*** Supplied data Section Begins ***
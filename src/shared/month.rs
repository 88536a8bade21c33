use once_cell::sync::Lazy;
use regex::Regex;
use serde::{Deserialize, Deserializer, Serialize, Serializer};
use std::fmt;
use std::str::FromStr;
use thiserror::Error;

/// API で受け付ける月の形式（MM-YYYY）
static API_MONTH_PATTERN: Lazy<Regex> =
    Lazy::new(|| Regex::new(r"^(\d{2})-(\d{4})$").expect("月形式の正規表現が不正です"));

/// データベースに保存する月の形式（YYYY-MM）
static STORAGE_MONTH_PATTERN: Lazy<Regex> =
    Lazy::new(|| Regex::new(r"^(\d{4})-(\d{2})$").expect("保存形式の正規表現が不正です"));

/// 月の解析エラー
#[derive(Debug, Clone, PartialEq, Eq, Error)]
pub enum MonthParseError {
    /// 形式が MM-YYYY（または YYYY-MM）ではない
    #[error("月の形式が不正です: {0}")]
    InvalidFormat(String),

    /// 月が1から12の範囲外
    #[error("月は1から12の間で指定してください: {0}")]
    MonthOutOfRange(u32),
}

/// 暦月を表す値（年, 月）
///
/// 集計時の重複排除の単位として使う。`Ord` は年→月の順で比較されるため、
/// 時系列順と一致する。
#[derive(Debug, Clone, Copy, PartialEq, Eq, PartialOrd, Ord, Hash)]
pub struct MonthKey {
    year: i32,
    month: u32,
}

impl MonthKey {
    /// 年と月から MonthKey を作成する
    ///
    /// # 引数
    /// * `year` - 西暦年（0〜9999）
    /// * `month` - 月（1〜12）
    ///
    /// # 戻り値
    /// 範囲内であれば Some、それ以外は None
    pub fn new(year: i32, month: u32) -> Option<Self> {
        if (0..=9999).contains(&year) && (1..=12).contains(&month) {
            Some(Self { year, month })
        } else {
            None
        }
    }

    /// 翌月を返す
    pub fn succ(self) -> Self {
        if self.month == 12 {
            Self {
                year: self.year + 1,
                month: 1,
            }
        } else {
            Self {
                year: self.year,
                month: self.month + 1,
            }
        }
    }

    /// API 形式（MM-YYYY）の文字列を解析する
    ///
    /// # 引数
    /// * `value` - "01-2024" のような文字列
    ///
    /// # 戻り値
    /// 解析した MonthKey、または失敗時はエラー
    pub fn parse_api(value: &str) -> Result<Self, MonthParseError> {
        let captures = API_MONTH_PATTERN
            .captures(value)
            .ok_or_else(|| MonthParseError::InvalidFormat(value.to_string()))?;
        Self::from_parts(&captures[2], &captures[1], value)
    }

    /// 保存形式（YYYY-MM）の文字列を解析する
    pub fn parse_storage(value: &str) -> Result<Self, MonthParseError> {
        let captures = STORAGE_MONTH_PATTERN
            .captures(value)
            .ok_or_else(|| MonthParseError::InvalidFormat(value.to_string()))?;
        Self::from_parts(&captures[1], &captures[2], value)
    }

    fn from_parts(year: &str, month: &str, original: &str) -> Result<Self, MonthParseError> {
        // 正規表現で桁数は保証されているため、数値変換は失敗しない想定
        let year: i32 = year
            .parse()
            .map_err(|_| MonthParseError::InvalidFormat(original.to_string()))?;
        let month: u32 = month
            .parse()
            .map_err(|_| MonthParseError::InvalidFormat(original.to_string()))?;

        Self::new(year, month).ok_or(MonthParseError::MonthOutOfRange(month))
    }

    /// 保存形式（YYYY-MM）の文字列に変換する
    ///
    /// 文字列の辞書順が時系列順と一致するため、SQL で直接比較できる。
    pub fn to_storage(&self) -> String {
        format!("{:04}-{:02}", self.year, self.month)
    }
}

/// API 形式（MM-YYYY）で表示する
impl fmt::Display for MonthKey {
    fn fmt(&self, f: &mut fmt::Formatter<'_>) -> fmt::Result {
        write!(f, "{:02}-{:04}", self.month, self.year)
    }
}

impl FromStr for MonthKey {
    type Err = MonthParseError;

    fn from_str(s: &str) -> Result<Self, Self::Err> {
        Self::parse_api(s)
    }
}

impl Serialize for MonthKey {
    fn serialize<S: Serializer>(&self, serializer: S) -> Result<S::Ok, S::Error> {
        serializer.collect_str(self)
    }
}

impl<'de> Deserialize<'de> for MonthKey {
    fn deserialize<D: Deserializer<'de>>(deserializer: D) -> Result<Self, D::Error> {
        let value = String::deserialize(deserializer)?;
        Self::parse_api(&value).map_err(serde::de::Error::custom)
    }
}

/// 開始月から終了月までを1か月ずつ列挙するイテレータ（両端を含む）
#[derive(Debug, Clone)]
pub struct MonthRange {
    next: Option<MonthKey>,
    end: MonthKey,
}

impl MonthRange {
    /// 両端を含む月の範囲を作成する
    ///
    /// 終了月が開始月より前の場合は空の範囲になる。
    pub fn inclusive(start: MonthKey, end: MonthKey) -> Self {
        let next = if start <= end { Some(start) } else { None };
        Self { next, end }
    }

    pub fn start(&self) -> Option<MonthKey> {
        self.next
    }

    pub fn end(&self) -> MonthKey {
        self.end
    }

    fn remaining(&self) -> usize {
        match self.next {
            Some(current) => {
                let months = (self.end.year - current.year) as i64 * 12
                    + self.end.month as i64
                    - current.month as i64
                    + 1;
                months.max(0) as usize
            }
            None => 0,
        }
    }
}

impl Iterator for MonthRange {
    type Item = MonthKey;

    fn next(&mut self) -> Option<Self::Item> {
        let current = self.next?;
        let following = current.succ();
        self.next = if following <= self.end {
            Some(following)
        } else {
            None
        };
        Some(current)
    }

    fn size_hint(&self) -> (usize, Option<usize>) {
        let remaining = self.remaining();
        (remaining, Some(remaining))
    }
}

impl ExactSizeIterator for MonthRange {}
*** Supplied data Section Ends ***
*** Supplied data Section Begins ***
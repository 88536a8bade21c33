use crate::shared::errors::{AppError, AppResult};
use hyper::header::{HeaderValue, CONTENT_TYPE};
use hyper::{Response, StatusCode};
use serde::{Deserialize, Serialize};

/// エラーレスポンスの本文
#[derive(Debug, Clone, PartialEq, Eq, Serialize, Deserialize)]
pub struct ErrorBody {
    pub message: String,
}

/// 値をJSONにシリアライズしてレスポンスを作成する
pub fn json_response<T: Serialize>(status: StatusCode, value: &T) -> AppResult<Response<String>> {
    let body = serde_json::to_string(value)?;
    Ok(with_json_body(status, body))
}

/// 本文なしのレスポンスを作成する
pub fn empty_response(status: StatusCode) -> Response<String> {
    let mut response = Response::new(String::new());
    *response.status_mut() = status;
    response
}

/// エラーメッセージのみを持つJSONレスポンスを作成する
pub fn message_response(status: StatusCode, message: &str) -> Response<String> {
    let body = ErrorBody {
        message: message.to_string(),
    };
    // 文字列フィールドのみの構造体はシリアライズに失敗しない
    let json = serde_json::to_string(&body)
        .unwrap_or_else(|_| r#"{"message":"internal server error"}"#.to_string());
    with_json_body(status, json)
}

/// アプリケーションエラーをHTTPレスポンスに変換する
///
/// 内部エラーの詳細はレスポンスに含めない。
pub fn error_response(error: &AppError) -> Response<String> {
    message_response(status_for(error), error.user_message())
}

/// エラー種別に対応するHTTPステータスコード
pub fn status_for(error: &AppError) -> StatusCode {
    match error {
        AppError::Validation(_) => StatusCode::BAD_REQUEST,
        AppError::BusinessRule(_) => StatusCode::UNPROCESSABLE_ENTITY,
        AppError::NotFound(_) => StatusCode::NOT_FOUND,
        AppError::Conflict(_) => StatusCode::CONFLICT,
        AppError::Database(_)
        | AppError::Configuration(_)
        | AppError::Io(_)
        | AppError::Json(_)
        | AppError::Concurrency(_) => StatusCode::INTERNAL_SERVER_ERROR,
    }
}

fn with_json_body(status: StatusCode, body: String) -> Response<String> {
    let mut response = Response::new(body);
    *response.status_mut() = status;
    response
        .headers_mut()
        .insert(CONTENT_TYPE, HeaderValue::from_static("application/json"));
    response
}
*** Supplied data Section Ends ***
*** Supplied data Section Begins ***
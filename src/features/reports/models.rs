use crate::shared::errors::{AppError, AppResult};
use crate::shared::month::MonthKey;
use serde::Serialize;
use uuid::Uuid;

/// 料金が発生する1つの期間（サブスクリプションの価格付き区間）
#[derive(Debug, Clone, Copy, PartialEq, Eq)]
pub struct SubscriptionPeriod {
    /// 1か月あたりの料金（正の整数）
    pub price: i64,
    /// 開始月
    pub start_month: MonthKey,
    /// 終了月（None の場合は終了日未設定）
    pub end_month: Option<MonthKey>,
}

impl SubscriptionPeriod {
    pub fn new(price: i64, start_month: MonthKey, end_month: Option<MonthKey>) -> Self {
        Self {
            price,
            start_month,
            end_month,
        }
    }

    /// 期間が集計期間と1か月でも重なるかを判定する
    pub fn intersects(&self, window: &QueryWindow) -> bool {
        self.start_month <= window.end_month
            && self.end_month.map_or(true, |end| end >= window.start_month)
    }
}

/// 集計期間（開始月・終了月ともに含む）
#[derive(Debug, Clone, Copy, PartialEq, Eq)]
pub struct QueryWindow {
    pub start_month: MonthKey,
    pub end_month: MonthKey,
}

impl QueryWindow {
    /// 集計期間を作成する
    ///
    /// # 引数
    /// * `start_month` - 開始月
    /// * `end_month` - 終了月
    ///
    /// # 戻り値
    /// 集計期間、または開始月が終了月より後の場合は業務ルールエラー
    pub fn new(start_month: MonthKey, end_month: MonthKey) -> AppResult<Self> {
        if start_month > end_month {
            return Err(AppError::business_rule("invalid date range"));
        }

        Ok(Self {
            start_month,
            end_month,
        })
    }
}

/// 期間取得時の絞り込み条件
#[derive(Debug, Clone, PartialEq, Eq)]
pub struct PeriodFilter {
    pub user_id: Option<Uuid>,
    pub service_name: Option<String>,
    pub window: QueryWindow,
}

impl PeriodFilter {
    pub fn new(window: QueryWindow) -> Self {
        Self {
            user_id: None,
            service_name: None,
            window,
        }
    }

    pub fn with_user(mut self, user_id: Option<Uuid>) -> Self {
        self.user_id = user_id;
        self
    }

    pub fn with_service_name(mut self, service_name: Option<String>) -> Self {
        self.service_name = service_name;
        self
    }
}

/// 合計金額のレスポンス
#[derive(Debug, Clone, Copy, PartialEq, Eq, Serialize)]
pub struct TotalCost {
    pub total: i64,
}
*** Supplied data Section Ends ***
§ Task to complete
Using the material above, work out the number of lines that include "PeriodFilter" and answer with that number by itself.

§ Task result
2